Fished Sak on the 1st-east end- around Mallard Island and over by Ft. Stevensons.Caught 4 on spinners(chartuese) and three on cranks(firetiger ripshad).It seemed to slow down quite a bit as the afternoon wore on.We started out drifting spinners,but I think if we would have started cranking to begin with we would have done a lot better.The size was 14 to 16 inches with one at 23 inches.It didn't seem like anyone was catching to many fish fast and feriously.Awsome day to be fishing none the less-then again everyday is.
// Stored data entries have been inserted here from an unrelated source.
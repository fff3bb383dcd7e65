use super::{DeleteQuery, InsertQuery, Query, SelectQuery, SqlQuery, UpdateQuery};
use crate::arg::Arg;
use crate::dialect::Dialect;
use crate::registry::Registry;
use std::sync::Arc;

stage! {
    /// The root of a chain. No statement kind yet, so every method is open.
    QueryBuilder
}

impl QueryBuilder {
    /// A root on the shared standard registry.
    pub fn new(dialect: impl Dialect + 'static) -> Self {
        Self::from_query(Query::new(dialect))
    }

    /// A root on a custom registry.
    pub fn with_registry(registry: Arc<Registry>, dialect: impl Dialect + 'static) -> Self {
        Self::from_query(Query::with_registry(registry, dialect))
    }

    clause_methods! {
        /// Start a SELECT with a column list.
        select("select") -> SelectQuery;
        /// Start a SELECT with columns of the current table.
        columns("columns") -> SelectQuery;
        /// Start an INSERT with its column names.
        insert("insert") -> InsertQuery;
        /// Start an UPDATE of `table`.
        update("update") -> UpdateQuery;
        /// `FROM`, before the statement kind is known.
        from("from") -> QueryBuilder;
        /// Default table for later column calls.
        table("table") -> QueryBuilder;
        /// Alias prefix for later `columns` calls.
        prefix("prefix") -> QueryBuilder;
        /// Common table expression.
        with("with") -> QueryBuilder;
    }

    /// Start a bare `DELETE`.
    pub fn delete(self) -> DeleteQuery {
        DeleteQuery::from_query(self.into_query().chain("delete", Vec::new()))
    }

    /// Start `DELETE <tables>`, for multi-table deletes.
    pub fn delete_tables(self, tables: impl Into<Arg>) -> DeleteQuery {
        DeleteQuery::from_query(self.into_query().chain("delete", vec![tables.into()]))
    }
}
I heard Deepwater and up into the Vanhook Arm the fishing is excellent with some serious size.


----------



## nodakoutdoors.com (Feb 27, 2002)

Fished coming out of Beulah Saturday. 2 of us fished for a good chunk of the day. More of the same, lots of little ones. We caught 39 walleyes with most around 14 inches, the largest coming at 23 in.

For some reason we couldn't catch them anywhere other than 17-18 feet in our area. Used bottom bouncers with various rigs, most long and with ball barrel swivels...caught about an equal amount on crawlers and Gulp crawler and ran out of leeches.


----------



## mallard (Mar 27, 2002)

I used to do very well trolling leadcore and reef runners this time of year out there.The first thing to do is look for the smelt.Once they are found let out 2-3 colors of leadcore and troll 1.7-2 mph.


----------



## nodakoutdoors.com (Feb 27, 2002)

I forgot to mention we got 8 of the fish trolling reef runners on planers.


----------



## mallard (Mar 27, 2002)

Were you fishing suspended fish or shallow?


----------



## nodakoutdoors.com (Feb 27, 2002)

We were fishing deep, or at least where we were reading fish/baitfish on the Lowrance.


----------



## boondocks (Jan 27, 2006)

Fished the east end today.Cuaght 15 walleyes and a lot of skipjack.All on cranks in 14 to20 fow.Firetiger was the color of the day with mud minnow a close second


----------